Il faut rompre avec l'habitude de désherber et d'appliquer l'azote tard si l'on veuille améliorer les rendements. Plus on retarde le désherbage plus les dégâts sont élevés pouvant dépasser 50% des pertes. L'azote est plus utile entre début tallage et montaison. Il y a une période de deux mois pour appliquer tout l'azote qu'il faut pour le rendement visé.

Les semences

La gamme actuelle de variétés n’est pas efficacement exploitée.

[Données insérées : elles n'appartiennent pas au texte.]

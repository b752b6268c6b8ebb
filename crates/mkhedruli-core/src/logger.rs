//! Stderr logger for the OCR binaries.
//!
//! Pipeline crates log through the `log` facade: per-span segmentation and
//! per-segment labels at `debug`, library and recognition summaries at `info`,
//! blank glyphs and parameter mismatches at `warn`. This logger prints each
//! record as `[elapsed LEVEL stage] message`, where `stage` is the emitting
//! crate without its `mkhedruli_` prefix (`segment`, `recog`, ...).
//!
//! Install once at startup with `init_with_level`. With the `tracing`
//! feature, `init_tracing` installs a `tracing-subscriber` fmt subscriber
//! that also reports span timings of the instrumented stages.

use std::io::Write;
use std::sync::OnceLock;
use std::time::Instant;

use log::{LevelFilter, Log, Metadata, Record};

#[cfg(feature = "tracing")]
use tracing_subscriber::fmt::format::FmtSpan;
#[cfg(feature = "tracing")]
use tracing_subscriber::util::SubscriberInitExt;
#[cfg(feature = "tracing")]
use tracing_subscriber::{fmt, EnvFilter};

struct StageLogger {
    level: LevelFilter,
    started: Instant,
}

impl Log for StageLogger {
    fn enabled(&self, metadata: &Metadata) -> bool {
        metadata.level() <= self.level
    }

    fn log(&self, record: &Record) {
        if !self.enabled(record.metadata()) {
            return;
        }

        let elapsed = self.started.elapsed().as_secs_f64();
        let stage = stage_name(record.target());
        let mut stderr = std::io::stderr();
        let _ = writeln!(
            stderr,
            "[{:7.3}s {:>5} {}] {}",
            elapsed,
            record.level(),
            stage,
            record.args()
        );
    }

    fn flush(&self) {}
}

/// Short stage label for a log target such as `mkhedruli_recog::library`.
fn stage_name(target: &str) -> &str {
    let krate = target.split("::").next().unwrap_or(target);
    match krate.strip_prefix("mkhedruli_") {
        Some(stage) => stage,
        None if krate == "mkhedruli" => "cli",
        None => krate,
    }
}

static LOGGER: OnceLock<StageLogger> = OnceLock::new();

/// Install the logger with the provided level filter.
///
/// Calling this more than once is a no-op after the first successful
/// initialization.
pub fn init_with_level(level: LevelFilter) -> Result<(), log::SetLoggerError> {
    if LOGGER.get().is_none() {
        let logger = LOGGER.get_or_init(|| StageLogger {
            level,
            started: Instant::now(),
        });
        log::set_logger(logger)?;
        log::set_max_level(level);
    }
    Ok(())
}

/// Environment variable holding the filter directives, checked before `RUST_LOG`.
#[cfg(feature = "tracing")]
pub const LOG_ENV: &str = "MKHEDRULI_LOG";

/// Install a fmt subscriber; `json` switches to flattened JSON events.
///
/// Without `MKHEDRULI_LOG` or `RUST_LOG`, pipeline crates log at `info` and
/// everything else at `warn`.
#[cfg(feature = "tracing")]
pub fn init_tracing(json: bool) {
    let filter = EnvFilter::try_from_env(LOG_ENV)
        .or_else(|_| EnvFilter::try_from_default_env())
        .unwrap_or_else(|_| {
            EnvFilter::new(
                "warn,mkhedruli=info,mkhedruli_core=info,mkhedruli_segment=info,\
                 mkhedruli_features=info,mkhedruli_recog=info",
            )
        });
    if json {
        let _ = fmt()
            .with_env_filter(filter)
            .with_span_events(FmtSpan::CLOSE)
            .json()
            .flatten_event(true)
            .finish()
            .try_init();
    } else {
        let _ = fmt()
            .with_env_filter(filter)
            .with_span_events(FmtSpan::CLOSE)
            .with_timer(fmt::time::Uptime::default())
            .finish()
            .try_init();
    }
}

#[cfg(test)]
mod tests {
    use super::*;

    #[test]
    fn stage_names_drop_the_crate_prefix() {
        assert_eq!(stage_name("mkhedruli_recog::recognizer::pipeline"), "recog");
        assert_eq!(stage_name("mkhedruli_segment"), "segment");
        assert_eq!(stage_name("mkhedruli::ocr"), "cli");
        assert_eq!(stage_name("imageproc::contours"), "imageproc");
    }

    #[test]
    fn repeated_init_is_a_noop() {
        init_with_level(LevelFilter::Warn).expect("first init");
        init_with_level(LevelFilter::Debug).expect("second init");
        log::warn!("logger smoke test");
    }
}
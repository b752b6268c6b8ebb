//! Outer-border tracing on top of `imageproc::contours`.

use image::{GrayImage, Luma};
use imageproc::contours::{find_contours, BorderType};
use mkhedruli_core::Bitmap;

use crate::moments::PolygonMoments;

/// Render a bitmap as a mask with foreground at 255 (the contour tracer's
/// convention), framed by a 1-px background border.
///
/// The tracer only opens an outer border at a pixel whose left neighbor is
/// background, so ink on column 0 needs the frame to be traced.
pub fn bitmap_to_mask(bmp: &Bitmap) -> GrayImage {
    GrayImage::from_fn(bmp.width as u32 + 2, bmp.height as u32 + 2, |x, y| {
        let ink = x > 0 && y > 0 && bmp.get(x as usize - 1, y as usize - 1);
        Luma([if ink { 255 } else { 0 }])
    })
}

/// Vertex lists of all top-level outer borders (holes and nested shapes
/// excluded), in bitmap coordinates.
pub fn external_contours(bmp: &Bitmap) -> Vec<Vec<[f64; 2]>> {
    if bmp.width == 0 || bmp.height == 0 {
        return Vec::new();
    }
    let mask = bitmap_to_mask(bmp);
    find_contours::<i32>(&mask)
        .into_iter()
        .filter(|c| matches!(c.border_type, BorderType::Outer) && c.parent.is_none())
        .map(|c| {
            c.points
                .iter()
                .map(|p| [(p.x - 1) as f64, (p.y - 1) as f64])
                .collect()
        })
        .collect()
}

/// The outer border enclosing the largest area, with its moments.
///
/// Ties keep the first border in tracing order (raster order of the start pixel).
pub fn largest_external_contour(bmp: &Bitmap) -> Option<(Vec<[f64; 2]>, PolygonMoments)> {
    let mut best: Option<(Vec<[f64; 2]>, PolygonMoments)> = None;
    for points in external_contours(bmp) {
        let m = PolygonMoments::from_polygon(&points);
        let better = best
            .as_ref()
            .map(|(_, prev)| m.area() > prev.area())
            .unwrap_or(true);
        if better {
            best = Some((points, m));
        }
    }
    best
}

#[cfg(test)]
mod tests {
    use super::*;
    use mkhedruli_core::BoundingBox;

    #[test]
    fn blank_bitmap_has_no_contour() {
        assert!(largest_external_contour(&Bitmap::zeros(8, 8)).is_none());
    }

    #[test]
    fn ring_has_a_single_external_border() {
        let mut bmp = Bitmap::zeros(20, 20);
        bmp.fill_rect(BoundingBox::new(2, 2, 17, 17), true);
        bmp.fill_rect(BoundingBox::new(6, 6, 13, 13), false);
        let contours = external_contours(&bmp);
        assert_eq!(contours.len(), 1);
    }

    #[test]
    fn largest_of_two_blobs_wins() {
        let mut bmp = Bitmap::zeros(30, 12);
        bmp.fill_rect(BoundingBox::new(1, 1, 4, 4), true);
        bmp.fill_rect(BoundingBox::new(10, 1, 25, 10), true);
        let (_, m) = largest_external_contour(&bmp).expect("contour");
        // Border through pixel centers of a 16×10 block spans 15×9.
        assert!((m.area() - 135.0).abs() < 1e-9);
    }

    #[test]
    fn glyph_touching_the_border_is_traced() {
        let mut bmp = Bitmap::zeros(6, 6);
        bmp.fill_rect(BoundingBox::new(0, 0, 5, 5), true);
        let (points, m) = largest_external_contour(&bmp).expect("contour");
        assert!((m.area() - 25.0).abs() < 1e-9);
        assert!(points.contains(&[0.0, 0.0]));
        assert!(points.contains(&[5.0, 5.0]));
    }

    #[test]
    fn ink_on_the_left_column_keeps_its_outer_border() {
        // A wide bar spanning the full width next to a small blob.
        let mut bmp = Bitmap::zeros(12, 12);
        bmp.fill_rect(BoundingBox::new(0, 4, 11, 7), true);
        bmp.fill_rect(BoundingBox::new(9, 0, 10, 1), true);
        let contours = external_contours(&bmp);
        assert_eq!(contours.len(), 2);
        let (_, m) = largest_external_contour(&bmp).expect("contour");
        assert!((m.area() - 33.0).abs() < 1e-9);
    }

    #[test]
    fn mask_is_framed_by_background() {
        let mut bmp = Bitmap::zeros(3, 2);
        bmp.fill_rect(BoundingBox::new(0, 0, 2, 1), true);
        let mask = bitmap_to_mask(&bmp);
        assert_eq!(mask.dimensions(), (5, 4));
        assert_eq!(mask.get_pixel(0, 0).0[0], 0);
        assert_eq!(mask.get_pixel(1, 1).0[0], 255);
        assert_eq!(mask.get_pixel(4, 3).0[0], 0);
    }
}
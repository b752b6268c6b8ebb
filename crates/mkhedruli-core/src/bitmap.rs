//! Binary foreground/background grids and their bounding boxes.

use serde::{Deserialize, Serialize};

use crate::image::{GrayImage, GrayImageView};

/// Default ink threshold: intensities strictly below it are foreground.
pub const DEFAULT_THRESHOLD: u8 = 128;

/// Inclusive pixel rectangle `[x0, x1] × [y0, y1]`.
#[derive(Clone, Copy, Debug, PartialEq, Eq, Hash, Serialize, Deserialize)]
pub struct BoundingBox {
    pub x0: usize,
    pub y0: usize,
    pub x1: usize,
    pub y1: usize,
}

impl BoundingBox {
    /// Build a box from inclusive corners, reordering them if needed.
    pub fn new(x0: usize, y0: usize, x1: usize, y1: usize) -> Self {
        Self {
            x0: x0.min(x1),
            y0: y0.min(y1),
            x1: x0.max(x1),
            y1: y0.max(y1),
        }
    }

    #[inline]
    pub fn width(&self) -> usize {
        self.x1 - self.x0 + 1
    }

    #[inline]
    pub fn height(&self) -> usize {
        self.y1 - self.y0 + 1
    }

    /// `height / width` of the box.
    #[inline]
    pub fn aspect_ratio(&self) -> f64 {
        self.height() as f64 / self.width() as f64
    }
}

/// Row-major binary image; `true` marks foreground (ink).
#[derive(Clone, Debug, PartialEq, Eq)]
pub struct Bitmap {
    pub width: usize,
    pub height: usize,
    pub data: Vec<bool>,
}

impl Bitmap {
    /// All-background bitmap.
    pub fn zeros(width: usize, height: usize) -> Self {
        Self {
            width,
            height,
            data: vec![false; width * height],
        }
    }

    #[inline]
    pub fn get(&self, x: usize, y: usize) -> bool {
        x < self.width && y < self.height && self.data[y * self.width + x]
    }

    /// Set `(x, y)`; writes outside the bitmap are ignored.
    #[inline]
    pub fn set(&mut self, x: usize, y: usize, value: bool) {
        if x < self.width && y < self.height {
            self.data[y * self.width + x] = value;
        }
    }

    /// Fill the inclusive rectangle `bbox` (clipped to the bitmap) with `value`.
    pub fn fill_rect(&mut self, bbox: BoundingBox, value: bool) {
        if self.width == 0 || self.height == 0 {
            return;
        }
        for y in bbox.y0..=bbox.y1.min(self.height.saturating_sub(1)) {
            for x in bbox.x0..=bbox.x1.min(self.width.saturating_sub(1)) {
                self.data[y * self.width + x] = value;
            }
        }
    }

    /// Number of foreground pixels.
    pub fn count_foreground(&self) -> usize {
        self.data.iter().filter(|&&v| v).count()
    }

    pub fn is_blank(&self) -> bool {
        !self.data.iter().any(|&v| v)
    }

    /// Iterate `(x, y)` of foreground pixels in row-major order.
    pub fn foreground(&self) -> impl Iterator<Item = (usize, usize)> + '_ {
        let w = self.width.max(1);
        self.data
            .iter()
            .enumerate()
            .filter(|(_, v)| **v)
            .map(move |(idx, _)| (idx % w, idx / w))
    }

    /// Tight box around the foreground, or `None` for a blank bitmap.
    pub fn bounding_box(&self) -> Option<BoundingBox> {
        let mut bbox: Option<BoundingBox> = None;
        for (x, y) in self.foreground() {
            bbox = Some(match bbox {
                None => BoundingBox {
                    x0: x,
                    y0: y,
                    x1: x,
                    y1: y,
                },
                Some(b) => BoundingBox {
                    x0: b.x0.min(x),
                    y0: b.y0.min(y),
                    x1: b.x1.max(x),
                    y1: b.y1.max(y),
                },
            });
        }
        bbox
    }

    /// Copy out the inclusive rectangle `bbox`, clipped to the bitmap.
    pub fn crop(&self, bbox: BoundingBox) -> Bitmap {
        if self.width == 0 || self.height == 0 || bbox.x0 >= self.width || bbox.y0 >= self.height
        {
            return Bitmap::zeros(0, 0);
        }
        let x1 = bbox.x1.min(self.width - 1);
        let y1 = bbox.y1.min(self.height - 1);
        let w = x1 - bbox.x0 + 1;
        let h = y1 - bbox.y0 + 1;
        let mut data = Vec::with_capacity(w * h);
        for y in bbox.y0..=y1 {
            let row = y * self.width;
            data.extend_from_slice(&self.data[row + bbox.x0..=row + x1]);
        }
        Bitmap {
            width: w,
            height: h,
            data,
        }
    }

    /// Render as dark ink (0) on white paper (255).
    pub fn to_gray(&self) -> GrayImage {
        GrayImage {
            width: self.width,
            height: self.height,
            data: self
                .data
                .iter()
                .map(|&v| if v { 0 } else { 255 })
                .collect(),
        }
    }
}

/// Threshold a grayscale image: a pixel is foreground iff `intensity < threshold`.
///
/// Zero-area input produces a zero-area bitmap of the same shape.
pub fn binarize(src: &GrayImageView<'_>, threshold: u8) -> Bitmap {
    if src.is_empty() {
        return Bitmap::zeros(src.width, src.height);
    }
    Bitmap {
        width: src.width,
        height: src.height,
        data: src.data.iter().map(|&v| v < threshold).collect(),
    }
}
//! Core types for Mkhedruli glyph recognition.
//!
//! This crate holds the pixel-level building blocks shared by every stage:
//! grayscale buffers, binary bitmaps with bounding boxes, the fixed-threshold
//! binarizer and the crop-pad-resample glyph normalizer. It does *not* decode
//! image files; callers wrap their own buffers in [`GrayImageView`].

mod bitmap;
mod image;
mod logger;
mod normalize;

pub use bitmap::{binarize, Bitmap, BoundingBox, DEFAULT_THRESHOLD};
pub use image::{GrayImage, GrayImageView, ImageError};
pub use normalize::{
    normalize, pad_to_square, resize_nearest, NormalizedGlyph, DEFAULT_CANONICAL_SIZE,
};

#[cfg(feature = "tracing")]
pub use logger::{init_tracing, LOG_ENV};

pub use logger::init_with_level;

Les variétés nouvelles sont capables de transformer les autres facteurs de production en grain avec une grande efficacité, même en conditions difficile de stress hydrique, thermique, minéral ou biologique.  L’agriculteur doit cultiver la variété qui convient le mieux à son milieu.  Il y a des variétés qui profitent des intrants plus que d’autres donc qui profitent des bonnes campagnes plus qu’ils ne le font durant les mauvaises campagnes. A l’opposé, il y a des variétés qui produisent moins durant les bonnes campagnes mais mieux durant les campagnes mauvaises. L’agriculteur est amené à choisir entre la variété productive  et la variété stable.  Celui qui a la possibilité de faire des traitements phytosanitaires en cas d’attaque de maladies foliaires ou insectes, pourra utiliser les variétés productives même s’ils sont sensibles aux maladies.  Pour plus d’information sur les variétés contacter les services concernés à l’INRA.

Il est conseillée d’utiliser la semence sélectionnée et traitée. Si l’agriculteur n’en a pas les moyens, il doit utiliser la semence sélectionnée, au moins une fois tous les trois ans, ou bien une semence traitée. On pourra se permettre de renouveler la semence à une fréquence plus grande si on économise sur la dose de semis. Les risques d’une semence non traitée et non certifiée sont énormes: la fonte de semis, le retour des maladies systémiques (charbons, caries, helmintosporioses), les mauvaises herbes nouvelles et d’autres problèmes. Cependant, toutes les variétés sont sensibles au charbons et caries.

 

Les engrais

La fertilisation est recommandée actuellement pour l’azote et le phosphore principalement.  Le potassium parait être disponible dans le sol en quantité suffisante.  Des petites quantités sont quand même recommandées.

Mode d’application: il y a deux types d’application, comme engrais de fond ou engrais de couverture.  L’engrais de fond est enfouis dans le sol, au semis ou avant.  Il y a des semoirs combinés qui peuvent semer à la fois l’engrais et la semence.  Les engrais sont sous forme de granule ou poudre.  Dans certains pays l’engrais liquide est utilisé.  Les engrais contiennent généralement, l’azote, le phosphore et le potassium, séparés ou en mélange selon des proportions indiquées.  L’engrais de fond se décompose lentement et il n’est pas sujet à des pertes importantes.  L’engrais de couverture est appliqué après la levée, autant de fois qu’il y a des chances ou chutes de pluie.